Another way in which we can visualize the distribution of the data is to use a density plot. Instead of counting the number of occurrences in each category, it tries to draw a smooth line to indicate where the data lies. The y-axis represents the probability density (the chance of observing a certain x-value), which is different than the count typically seen with a histogram.

A frequency polygon is similar to the density curve except the frequency polygon shows the count and not the density. The frequency polygon is influenced by the histogram in that the points are chosen by calculating the top-middle of each histogram bin and then connecting them to each other with a line.

ggplot(duke_forest, aes(x=area)) + 
  geom_density(fill="lightblue", color="black", lty=2, alpha=0.5) + 
  labs(title="Density of Area") + 
  theme(plot.title = element_text(hjust=0.5))

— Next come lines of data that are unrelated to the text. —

/*
 * SPDX-License-Identifier: Apache-2.0
 * Copyright 2023-2025 ByteDance and/or its affiliates.
 */

use log::debug;

use crate::StatsdGlobalConfig;
use crate::bucket::{BucketPath, branch_path};

/// Settings passed to the statsd notifier of a single job.
///
/// The default value means statsd is disabled, and all fields are empty.
#[derive(Clone, Debug, Default, PartialEq, Eq, Hash)]
pub struct StatsdNotifierSettings {
    job_folder_path: BucketPath,
    host: String,
    port: String,
    bucket: String,
    max_size: String,
}

impl StatsdNotifierSettings {
    pub fn from_global_config(config: &StatsdGlobalConfig, full_job_path: &str) -> Self {
        let job_folder_path = branch_path(full_job_path);
        debug!("statsd bucket path for job {full_job_path}: {job_folder_path}");

        if !config.enabled() {
            return StatsdNotifierSettings::default();
        }

        StatsdNotifierSettings {
            job_folder_path,
            host: config.host().to_string(),
            port: config.port().to_string(),
            bucket: config.bucket().to_string(),
            max_size: config.max_size().to_string(),
        }
    }

    /// A job path always maps to a non-empty bucket path, so an empty one
    /// can only come from the disabled default.
    #[inline]
    pub fn is_enabled(&self) -> bool {
        !self.job_folder_path.is_empty()
    }

    #[inline]
    pub fn job_folder_path(&self) -> &BucketPath {
        &self.job_folder_path
    }

    #[inline]
    pub fn host(&self) -> &str {
        &self.host
    }

    #[inline]
    pub fn port(&self) -> &str {
        &self.port
    }

    #[inline]
    pub fn bucket(&self) -> &str {
        &self.bucket
    }

    #[inline]
    pub fn max_size(&self) -> &str {
        &self.max_size
    }
}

ggplot(duke_forest, aes(x=area)) + 
  geom_freqpoly(binwidth=250, color="red", linewidth=1) + 
  labs(title="Frequency Polygon of Area", 
       subtitle="Tells us the predicted count (not density)") + 
  theme(plot.title = element_text(hjust=0.5), 
        plot.subtitle = element_text(hjust = 0.5))

6.2.3 Altering the Scale

Sometimes it is helpful to alter the scale to better represent the data. For instance, if we have heavily-right skewed data then it might be beneficial to perform a logarithmic transformation on the scale (x-axis). We can see an example of this below, noting that the x-axis for the scaled visualization mimics the value 10 raised to the powers 2, 3, and 4 (as \(10^2=100\), \(10^3=1000\), and \(10^4=10000\)).

set.seed(12345)
skewed_data <- exp(rnorm(1000, mean = 5, sd = 1))*10 + 
                sample(c(0, 10, 100, 1000), 1000, replace = TRUE)
skewed_data <- data.frame(values = skewed_data) 

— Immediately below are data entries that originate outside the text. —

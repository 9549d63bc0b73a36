/*
 * SPDX-License-Identifier: Apache-2.0
 * Copyright 2023-2025 ByteDance and/or its affiliates.
 */

pub mod bucket;
pub use bucket::{BRANCH_PREFIX, BucketPath, ParseError};

mod config;
pub use config::StatsdGlobalConfig;

mod settings;
pub use settings::StatsdNotifierSettings;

ggplot(skewed_data, aes(x=values)) + geom_density() + 
  labs(title="Non-scaled X axis") + 
  theme(plot.title = element_text(hjust=0.5))

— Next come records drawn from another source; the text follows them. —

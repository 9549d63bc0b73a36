/*
 * SPDX-License-Identifier: Apache-2.0
 * Copyright 2023-2025 ByteDance and/or its affiliates.
 */

use std::fs;
use std::path::Path;

use anyhow::{Context, anyhow};
use yaml_rust::{Yaml, YamlLoader, yaml};

use super::StatsdGlobalConfig;

fn normalize_key(raw: &str) -> String {
    raw.to_lowercase().replace('-', "_")
}

fn foreach_kv<F>(table: &yaml::Hash, mut f: F) -> anyhow::Result<()>
where
    F: FnMut(&str, &Yaml) -> anyhow::Result<()>,
{
    for (k, v) in table.iter() {
        if let Yaml::String(key) = k {
            f(key, v).context(format!("failed to parse value of key {key}"))?;
        } else {
            return Err(anyhow!("key in hash should be string"));
        }
    }
    Ok(())
}

fn as_bool(v: &Yaml) -> anyhow::Result<bool> {
    match v {
        Yaml::String(s) => match s.to_lowercase().as_str() {
            "on" | "true" | "yes" | "1" => Ok(true),
            "off" | "false" | "no" | "0" => Ok(false),
            _ => Err(anyhow!("invalid yaml string value for 'bool': {s}")),
        },
        Yaml::Boolean(value) => Ok(*value),
        Yaml::Integer(i) => Ok(*i != 0),
        _ => Err(anyhow!(
            "yaml value type for 'bool' should be 'boolean' / 'string' / 'integer'"
        )),
    }
}

fn as_string(v: &Yaml) -> anyhow::Result<String> {
    match v {
        Yaml::String(s) => Ok(s.to_string()),
        Yaml::Integer(i) => Ok(i.to_string()),
        Yaml::Real(s) => Ok(s.to_string()),
        _ => Err(anyhow!(
            "yaml value type for string should be 'string' / 'integer' / 'real'"
        )),
    }
}

impl StatsdGlobalConfig {
    pub fn parse_yaml(v: &Yaml) -> anyhow::Result<Self> {
        if let Yaml::Hash(map) = v {
            let mut config = StatsdGlobalConfig::default();
            foreach_kv(map, |k, v| config.set_by_yaml_kv(k, v))?;
            Ok(config)
        } else {
            Err(anyhow!(
                "yaml value type for 'statsd global config' should be 'map'"
            ))
        }
    }

    /// Load the config from the first yaml doc in `path`.
    pub fn load_file(path: &Path) -> anyhow::Result<Self> {
        let content = fs::read_to_string(path)
            .map_err(|e| anyhow!("failed to read file {}: {e}", path.display()))?;
        let docs = YamlLoader::load_from_str(&content)
            .map_err(|e| anyhow!("invalid yaml file {}: {e}", path.display()))?;
        let Some(doc) = docs.first() else {
            return Err(anyhow!("no yaml doc found in file {}", path.display()));
        };
        StatsdGlobalConfig::parse_yaml(doc)
            .context(format!("invalid statsd config in file {}", path.display()))
    }

    fn set_by_yaml_kv(&mut self, k: &str, v: &Yaml) -> anyhow::Result<()> {
        match normalize_key(k).as_str() {
            "enable" | "enable_statsd" => {
                self.enable_statsd =
                    as_bool(v).context(format!("invalid bool value for key {k}"))?;
            }
            "host" | "statsd_host" => {
                self.host = as_string(v).context(format!("invalid string value for key {k}"))?;
            }
            "port" | "statsd_port" => {
                self.port = as_string(v).context(format!("invalid string value for key {k}"))?;
            }
            "bucket" | "statsd_bucket" => {
                self.bucket = as_string(v).context(format!("invalid string value for key {k}"))?;
            }
            "max_size" | "statsd_max_size" | "max_packet_size" => {
                self.max_size =
                    as_string(v).context(format!("invalid string value for key {k}"))?;
            }
            _ => return Err(anyhow!("invalid key {k}")),
        }
        Ok(())
    }
}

ggplot(skewed_data, aes(x=values)) + geom_density() + 
  scale_x_log10() + labs(title="Log-Scaled X axis") + 
  theme(plot.title = element_text(hjust=0.5))

6.2.4 Dot Plots

Another way to visualize the distribution of data is to use a dot plot. These are similar to histograms and bar plots in the sense that the height of the bar represents the number of occurrences in the category. Instead of using bars, dot plots use dots (who would have guessed…). Within this section, we show a few different iterations of how they might look.

In the example below, we use a dot plot to visualize the count of the number of bedrooms a house has. Notice though that in the first visualization the y-axis values are between 0 and 1. This does not make sense, and therefore we can go about removing the y-axis using the scale_y_discrete() function and setting the breaks to NULL.

table(duke_forest$bed)

 2  3  4  5  6 
 4 30 52 11  1 
ggplot(duke_forest, aes(x=bed)) + geom_dotplot(binwidth=.05) + 
  labs(title="Dot Plot for # of Bedrooms", 
       subtitle="The y-axis does not make sense") +  
  theme(plot.title = element_text(hjust=0.5), 
        plot.subtitle = element_text(hjust=0.5))

ggplot(duke_forest, aes(x=bed)) + geom_dotplot(binwidth=.05) + 
  scale_y_discrete(breaks = NULL, expand = c(0, 0)) + 
  labs(title="Dot Plot for # of Bedrooms", 
       subtitle="The y-axis is removed") + 
  theme(plot.title = element_text(hjust=0.5), 
        plot.subtitle = element_text(hjust=0.5))

We can do something similar with continuous data. Below we can see two different visualizations presented, with the only difference being the method used. The one on the left uses a typical dot plot, which places the dots at the exact value. Alternatively, the one on the right uses a histo-dotplot, which bins the data (like a histogram) and then plots the dots. We can see that the results do look slightly different from one another.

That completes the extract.